At the same time, adopting and adhering to sound internal risk management protocols are essential, including due diligence when contemplating a merger or acquisition. This should involve analysis of the target firm’s practice areas, project mix, and loss history. In the current environment, don’t overlook assessing any potential partner’s cyber security; their vulnerability may expose your firm and clients to devastating breaches and attacks.

Despite these developments and considerations, as long as capacity remains strong, AEC firms generally continue to be in a favorable position as buyers of professional liability insurance. In particular, firms with risk profiles that appeal to the various insurers’ appetites may be the beneficiaries of little to no rate action.

Tips for achieving a successful renewal. As many professional liability insurers work to balance strengthening the performance and profitability of their portfolios with the need to maintain or grow market share and retain profitable business, design firms need to develop and implement a sound strategy as they approach their 2020 insurance renewals. This might involve the following:

  1. Engage a specialist AEC professional liability broker. These firms can help you assess the insurance marketplace, evaluate individual carriers, review your existing insurance program against your coverage needs, and help enhance your internal risk management procedures and manage your total cost of risk.
  2. Consider approaching the broader marketplace for competitive quotes. A qualified insurance broker can help you market your program, identify suitable program. Given the perceived constraints with limit capacity, engage an excess insurer that can drop down to a lower attachment point into what historically have been primary layers in the event the primary insurer is no longer competitive or withdraws from the marketplace. So, in these cases it may be useful to identify qualified excess insurers that also have the ability to potentially become the primary layer.
  3. Check with your broker on any new and emerging coverage enhancements and endorsements. To retain or grow their business, many professional liability insurers continue to offer coverage enhancements and supplemental coverages, such as rectification coverage, acquisition endorsements, expenses associated with defending against regulatory or disciplinary actions, limited cyber risk insurance, drone liability coverage, among others.
  4. Understand how your exposure is being underwritten. Professional liability insurers use different billings methodologies – such as ratable billings, gross billings, weighted billings – as part of their underwriting process. These differences might result either in better or less favorable terms and conditions for any given AEC firm. So, it helps to know the approach taken by your incumbent or potential insurer. For example, billing attributed to international work, studies, or reports is considered low risk and discounted; and abandoned projects often are excluded along with direct reimbursables. AEC firms also need to recognize what underwriters consider higher risk projects, such as residential and infrastructure, and disciplines, including structural engineering. Another key factor for renewals: recent and historical claims experience.

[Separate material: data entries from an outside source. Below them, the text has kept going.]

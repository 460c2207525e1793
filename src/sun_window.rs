use chrono::{DateTime, LocalResult, NaiveDate, NaiveTime, TimeDelta, Utc};
use chrono_tz::Tz;
use spa::{SunriseAndSet, calc_sunrise_and_set};
use tracing::debug;

use crate::config::DaylightConfig;
use crate::error::{CycleError, Result};

/// Margin-expanded interval between sunrise and sunset of one local day.
#[derive(Debug, Clone, Copy, PartialEq, Eq)]
pub struct DaylightWindow {
    pub start: DateTime<Utc>,

    pub end: DateTime<Utc>,
}

impl DaylightWindow {
    /// Both edges are inclusive.
    pub fn contains(&self, now: DateTime<Utc>) -> bool {
        self.start <= now && now <= self.end
    }

    /// Computes the window for the local calendar day `date`.
    ///
    /// Returns `None` during polar night. During polar day the window spans the
    /// whole local day.
    pub fn for_day(date: NaiveDate, config: &DaylightConfig) -> Result<Option<Self>> {
        // spa truncates its input to the Julian day, which starts at 12:00 UTC.
        // Anchoring there yields the events of `date`, even when they fall on
        // the neighbouring UTC day far from Greenwich.
        let anchor = date
            .and_hms_opt(12, 0, 0)
            .ok_or_else(|| CycleError::DaylightComputation(format!("invalid date {date}")))?
            .and_utc();

        let sun = calc_sunrise_and_set(anchor, config.latitude, config.longitude).map_err(|e| {
            CycleError::DaylightComputation(format!(
                "sunrise/sunset at ({}, {}) on {date}: {e:?}",
                config.latitude, config.longitude
            ))
        })?;

        let window = match sun {
            SunriseAndSet::Daylight(sunrise, sunset) => {
                let out_of_range = || {
                    CycleError::DaylightComputation(format!(
                        "margin of {} minutes is out of range",
                        config.margin.num_minutes()
                    ))
                };
                Some(Self {
                    start: sunrise
                        .checked_sub_signed(config.margin)
                        .ok_or_else(out_of_range)?,
                    end: sunset
                        .checked_add_signed(config.margin)
                        .ok_or_else(out_of_range)?,
                })
            }
            SunriseAndSet::PolarDay => {
                let next_day = date.succ_opt().ok_or_else(|| {
                    CycleError::DaylightComputation(format!("no day after {date}"))
                })?;
                Some(Self {
                    start: local_instant(date, NaiveTime::from_hms_opt(0, 0, 0), config.timezone)?,
                    end: local_instant(next_day, NaiveTime::from_hms_opt(0, 0, 0), config.timezone)?
                        - TimeDelta::seconds(1),
                })
            }
            SunriseAndSet::PolarNight => None,
        };

        Ok(window)
    }
}

fn local_instant(date: NaiveDate, time: Option<NaiveTime>, tz: Tz) -> Result<DateTime<Utc>> {
    let time = time
        .ok_or_else(|| CycleError::DaylightComputation("invalid time of day".to_owned()))?;

    match date.and_time(time).and_local_timezone(tz) {
        LocalResult::Single(dt) => Ok(dt.with_timezone(&Utc)),
        LocalResult::Ambiguous(dt, _) => Ok(dt.with_timezone(&Utc)),
        LocalResult::None => Err(CycleError::DaylightComputation(format!(
            "{date} {time} does not exist in {tz}"
        ))),
    }
}

/// Daylight gate that recomputes its window once per local calendar day.
#[derive(Debug, Clone)]
pub struct SunWindow {
    config: DaylightConfig,
    cached: Option<(NaiveDate, Option<DaylightWindow>)>,
}

impl SunWindow {
    pub fn new(config: DaylightConfig) -> Self {
        Self {
            config,
            cached: None,
        }
    }

    pub fn window(&mut self, now: DateTime<Utc>) -> Result<Option<DaylightWindow>> {
        let today = now.with_timezone(&self.config.timezone).date_naive();

        if let Some((date, window)) = self.cached
            && date == today
        {
            return Ok(window);
        }

        let window = DaylightWindow::for_day(today, &self.config)?;
        match &window {
            Some(w) => debug!(
                date = %today,
                start = %w.start.with_timezone(&self.config.timezone),
                end = %w.end.with_timezone(&self.config.timezone),
                "computed daylight window"
            ),
            None => debug!(date = %today, "polar night, no daylight window"),
        }

        self.cached = Some((today, window));
        Ok(window)
    }

    pub fn is_daylight(&mut self, now: DateTime<Utc>) -> Result<bool> {
        Ok(self.window(now)?.is_some_and(|w| w.contains(now)))
    }
}

#[cfg(test)]
mod tests {
    use super::*;
    use chrono::{TimeZone, Timelike};
    use chrono_tz::Europe::Prague;

    fn prague(margin: TimeDelta) -> DaylightConfig {
        DaylightConfig {
            latitude: 50.08,
            longitude: 14.42,
            margin,
            timezone: Prague,
        }
    }

    fn svalbard() -> DaylightConfig {
        DaylightConfig {
            latitude: 78.22,
            longitude: 15.65,
            margin: TimeDelta::zero(),
            timezone: chrono_tz::Arctic::Longyearbyen,
        }
    }

    fn utc(h: u32, m: u32, s: u32) -> DateTime<Utc> {
        Utc.with_ymd_and_hms(2024, 6, 1, h, m, s).unwrap()
    }

    #[test]
    fn contains_is_inclusive_at_both_edges() {
        let window = DaylightWindow {
            start: utc(6, 0, 0),
            end: utc(20, 0, 0),
        };

        assert!(window.contains(utc(6, 0, 0)));
        assert!(window.contains(utc(20, 0, 0)));
        assert!(window.contains(utc(12, 0, 0)));
        assert!(!window.contains(utc(5, 59, 59)));
        assert!(!window.contains(utc(20, 0, 1)));
        assert!(!window.contains(utc(1, 0, 0)));
    }

    #[test]
    fn computes_summer_window_for_prague() {
        let date = NaiveDate::from_ymd_opt(2024, 6, 1).unwrap();

        let window = DaylightWindow::for_day(date, &prague(TimeDelta::zero()))
            .unwrap()
            .unwrap();

        // Sunrise is just before 03:00 UTC and sunset just after 19:00 UTC.
        assert!(window.start > utc(2, 30, 0) && window.start < utc(3, 30, 0));
        assert!(window.end > utc(18, 30, 0) && window.end < utc(19, 30, 0));
    }

    #[test]
    fn margin_expands_window_on_both_ends() {
        let date = NaiveDate::from_ymd_opt(2024, 6, 1).unwrap();

        let plain = DaylightWindow::for_day(date, &prague(TimeDelta::zero()))
            .unwrap()
            .unwrap();
        let wide = DaylightWindow::for_day(date, &prague(TimeDelta::minutes(30)))
            .unwrap()
            .unwrap();

        assert_eq!(plain.start - wide.start, TimeDelta::minutes(30));
        assert_eq!(wide.end - plain.end, TimeDelta::minutes(30));
    }

    #[test]
    fn polar_day_spans_whole_day() {
        let date = NaiveDate::from_ymd_opt(2024, 6, 21).unwrap();

        let window = DaylightWindow::for_day(date, &svalbard()).unwrap().unwrap();

        assert!(window.contains(Utc.with_ymd_and_hms(2024, 6, 21, 0, 30, 0).unwrap()));
        assert!(window.contains(Utc.with_ymd_and_hms(2024, 6, 21, 12, 0, 0).unwrap()));
    }

    #[test]
    fn polar_night_is_never_daylight() {
        let mut sun_window = SunWindow::new(svalbard());

        let noon = Utc.with_ymd_and_hms(2024, 12, 21, 11, 0, 0).unwrap();

        assert_eq!(sun_window.window(noon).unwrap(), None);
        assert!(!sun_window.is_daylight(noon).unwrap());
    }

    #[test]
    fn night_and_noon_in_prague() {
        let mut sun_window = SunWindow::new(prague(TimeDelta::zero()));

        // 01:00 local time
        let night = Prague.with_ymd_and_hms(2024, 6, 1, 1, 0, 0).unwrap().with_timezone(&Utc);
        // 13:00 local time
        let noon = Prague.with_ymd_and_hms(2024, 6, 1, 13, 0, 0).unwrap().with_timezone(&Utc);

        assert!(!sun_window.is_daylight(night).unwrap());
        assert!(sun_window.is_daylight(noon).unwrap());
    }

    fn tokyo() -> DaylightConfig {
        DaylightConfig {
            latitude: 35.68,
            longitude: 139.69,
            margin: TimeDelta::zero(),
            timezone: chrono_tz::Asia::Tokyo,
        }
    }

    fn los_angeles() -> DaylightConfig {
        DaylightConfig {
            latitude: 34.05,
            longitude: -118.24,
            margin: TimeDelta::zero(),
            timezone: chrono_tz::America::Los_Angeles,
        }
    }

    fn assert_window_on_local_day(config: &DaylightConfig) {
        let date = NaiveDate::from_ymd_opt(2024, 6, 1).unwrap();

        let window = DaylightWindow::for_day(date, config).unwrap().unwrap();
        let start = window.start.with_timezone(&config.timezone);
        let end = window.end.with_timezone(&config.timezone);

        assert_eq!(start.date_naive(), date, "{start}");
        assert_eq!(end.date_naive(), date, "{end}");
        assert!((4..7).contains(&start.hour()), "{start}");
        assert!((18..22).contains(&end.hour()), "{end}");
    }

    fn assert_gate_follows_local_clock(config: DaylightConfig) {
        let tz = config.timezone;
        let mut sun_window = SunWindow::new(config);
        let local = |h| tz.with_ymd_and_hms(2024, 6, 1, h, 0, 0).unwrap().with_timezone(&Utc);

        assert!(!sun_window.is_daylight(local(1)).unwrap());
        assert!(sun_window.is_daylight(local(8)).unwrap());
        assert!(sun_window.is_daylight(local(13)).unwrap());
        assert!(sun_window.is_daylight(local(17)).unwrap());
        assert!(!sun_window.is_daylight(local(23)).unwrap());
    }

    #[test]
    fn window_falls_on_requested_local_day() {
        assert_window_on_local_day(&prague(TimeDelta::zero()));
        assert_window_on_local_day(&tokyo());
        assert_window_on_local_day(&los_angeles());
    }

    #[test]
    fn gate_east_of_greenwich() {
        assert_gate_follows_local_clock(tokyo());
    }

    #[test]
    fn gate_west_of_greenwich() {
        assert_gate_follows_local_clock(los_angeles());
    }

    #[test]
    fn oversized_margin_is_an_error() {
        let date = NaiveDate::from_ymd_opt(2024, 6, 1).unwrap();

        let result = DaylightWindow::for_day(date, &prague(TimeDelta::MAX));

        assert!(matches!(result, Err(CycleError::DaylightComputation(_))));
    }

    #[test]
    fn recomputes_window_when_local_day_changes() {
        let mut sun_window = SunWindow::new(prague(TimeDelta::zero()));

        let first = sun_window.window(utc(10, 0, 0)).unwrap().unwrap();
        let same_day = sun_window.window(utc(15, 0, 0)).unwrap().unwrap();
        let next_day = sun_window
            .window(Utc.with_ymd_and_hms(2024, 6, 2, 10, 0, 0).unwrap())
            .unwrap()
            .unwrap();

        assert_eq!(first, same_day);
        assert_ne!(first, next_day);
        assert!(next_day.start - first.start > TimeDelta::hours(23));
    }
}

Professional liability insurers and the AEC firms they cover are continuing to deal with the varied impacts of the COVID-19 pandemic and the slowing economy on their current business and outlook for the remainder of the calendar year through early 2021. In this environment, design firms need to remain vigilant about their risk management measures, including practicing sound contract hygiene.

By working with an experienced AEC professional liability broker, design firms will be in better position to renew their insurance programs with incumbent insurers, explore potential alternatives in the marketplace and make critical decisions regarding their coverage options, insurance partners, and program structure. They may also gain insights and direction on risk management practices that will help widen their insurance options and improve their overall performance in these dynamic and challenging times.